In a semiconductor integrated circuit which uses a high precision clock signal, a PLL is widely used as a circuit that generates the high precision clock signal. This PLL uses a voltage controlled oscillator whose oscillation frequency or phase is controlled such as to generate the high precision clock signal. In a routine practice for constructing the voltage controlled oscillator, a plurality of delay circuits, whose delay time may be controlled by a voltage, are interconnected in a ring. The delay circuits are interconnected in the ring so that the last stage output signal will be phase-inverted with respect to the input signal of the initial stage so as to be fed back in this phase-inverted state to the initial stage input signal, thereby causing the oscillations. The oscillation frequency may be controlled by a voltage applied to a control terminal.
It is well-known that the delay circuit or the voltage controlled oscillator suffers from variations in the oscillation frequency or in the delay time by power supply noises. Among conventional measures taken to cope with this problem, there is such a measure disclosed in Patent Document 1. Specifically, Patent Document 1 shows a clock generation circuit provided with a delay circuit and a voltage controlled oscillator of the above type and which is able to generate a clock signal of small jitter against power supply voltage variations caused e.g., by power supply noises. FIG. 8 depicts a circuit diagram showing a conventional delay circuit and a conventional voltage controlled oscillator used in the PLL circuit disclosed in Patent Document 1. Referring to FIG. 8, a ring oscillator type oscillation circuit 41 includes three sets each made up of pair CMOS inverters and three voltage controlling MOS transistors Q11, Q12 and Q13 associated with the three sets. Each MOS transistor is provided common to the associated pair CMOS inverters. The CMOS inverters of each pair are constructed in the form of a differential circuit to execute a complementary operation. The pair inverter sets are arranged to form a ring oscillator. A differential amplifier is connected at the trailing stage to act as a buffer gate 42 to output differential signals as a single-ended signal. Since the ring oscillator type oscillation circuit 41 operates differentially, the operation margin may be improved. In addition, the gate voltages of the MOSFETs, connected in cascode, are lowered by voltage division to reduce the signal voltage of each CMOS inverter to raise the oscillation frequency.

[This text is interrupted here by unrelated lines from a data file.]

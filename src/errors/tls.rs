use std::path::PathBuf;

use thiserror::Error;

/// TLS-specific error variants surfaced while loading plugin client material.
#[derive(Debug, Error)]
pub enum TlsError {
    /// The TLS directory itself is missing or not a directory.
    #[error("TLS directory {path} does not exist or is not a directory")]
    MissingDirectory { path: PathBuf },

    /// The CA bundle could not be read.
    #[error("Failed to read CA bundle at {path}: {source}")]
    CaReadError {
        path: PathBuf,
        #[source]
        source: std::io::Error,
    },

    /// The client certificate could not be read.
    #[error("Failed to read certificate at {path}: {source}")]
    CertificateReadError {
        path: PathBuf,
        #[source]
        source: std::io::Error,
    },

    /// The client private key could not be read.
    #[error("Failed to read private key at {path}: {source}")]
    PrivateKeyReadError {
        path: PathBuf,
        #[source]
        source: std::io::Error,
    },

    /// A file was read but does not hold a PEM block.
    #[error("File {path} is not a valid PEM document")]
    InvalidPem { path: PathBuf },
}
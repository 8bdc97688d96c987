//! Credential wrappers.
//!
//! Store tokens travel from a credentials source into request headers; they
//! must never reach logs and are zeroed once dropped.

use std::fmt;

use serde::{Serialize, Serializer};
use zeroize::{Zeroize, ZeroizeOnDrop};

/// Credential text that prints and serializes as `[REDACTED]`.
#[derive(Clone, Default, PartialEq, Eq, Zeroize, ZeroizeOnDrop)]
pub struct SecretString(String);

impl SecretString {
    pub fn new(secret: impl Into<String>) -> Self {
        Self(secret.into())
    }

    /// Credential bytes as read from a file, env var or secret key.
    ///
    /// Surrounding whitespace is dropped. `None` for empty or non-UTF-8 input.
    pub fn from_credential_bytes(bytes: &[u8]) -> Option<Self> {
        let text = std::str::from_utf8(bytes).ok()?.trim();
        (!text.is_empty()).then(|| Self::new(text))
    }

    /// The raw credential. Only for request headers.
    pub fn expose_secret(&self) -> &str {
        &self.0
    }

    pub fn is_empty(&self) -> bool {
        self.0.is_empty()
    }
}

impl Serialize for SecretString {
    fn serialize<S: Serializer>(&self, serializer: S) -> Result<S::Ok, S::Error> {
        serializer.serialize_str("[REDACTED]")
    }
}

impl fmt::Debug for SecretString {
    fn fmt(&self, f: &mut fmt::Formatter<'_>) -> fmt::Result {
        f.write_str("SecretString([REDACTED])")
    }
}

impl fmt::Display for SecretString {
    fn fmt(&self, f: &mut fmt::Formatter<'_>) -> fmt::Result {
        f.write_str("[REDACTED]")
    }
}

#[cfg(test)]
mod tests {
    use super::*;

    #[test]
    fn test_token_never_printed() {
        let token = SecretString::new("s.vault-token");
        assert_eq!(format!("{:?}", token), "SecretString([REDACTED])");
        assert_eq!(token.to_string(), "[REDACTED]");
        assert_eq!(serde_json::to_string(&token).unwrap(), "\"[REDACTED]\"");
        assert_eq!(token.expose_secret(), "s.vault-token");
    }

    #[test]
    fn test_from_credential_bytes_trims() {
        let token = SecretString::from_credential_bytes(b"s.abc\n").unwrap();
        assert_eq!(token.expose_secret(), "s.abc");
        assert!(SecretString::from_credential_bytes(b"  \n").is_none());
        assert!(SecretString::from_credential_bytes(&[0xff, 0xfe]).is_none());
    }
}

Moreover, in this ring oscillator type oscillation circuit 41, a plurality of the MOSFETs, connected in cascode to the PMOS sides of the three sets of the CMOS inverters, is replaced by a single common MOSFET Q21, thereby decreasing variations of the signal amplitudes of the respective CMOS inverters.
Referring to FIG. 8, an N-channel MOS transistor Q10 forms a current mirror circuit with N-channel MOS transistors Q11 to Q13. That is, the currents proportionate to a current Iv flowing through the N-channel MOS transistor Q10 are controlled to flow through Q11, Q12 and Q13. The current Iv is a control current converted from a control voltage by a voltage-to-current converter, not shown, and controls the oscillation frequency of the oscillation circuit. The PMOS transistor Q21 is used for limiting the output amplitude of each inverter circuit. A constant bias voltage Vb is applied by a smoothing circuit 43 to the gate of the PMOS transistor Q21. This bias voltage determines the output voltages of the inverter circuits. In Patent Document 1, the smoothing circuit 43 has a longer CR time constant, so that, even if the power supply voltage VDD is changed with e.g., power supply noises, it is possible to prevent variations in the bias voltage to prevent variations in the output voltage of each inverter circuit and hence the variations in the delay time of each inverter circuit. In FIG. 8, each pair inverter circuit represents a delay circuit that delays the differential signals. Thus, FIG. 8 in its entirety represents the voltage controlled oscillator 41. In FIG. 8, the voltage-to-current converter, among the component elements of the voltage controlled oscillator, is not shown. It should be noted that a voltage-to-current converter, configured to prevent variations of the current Iv ascribable to power supply noises, is shown and described in Patent Document 1.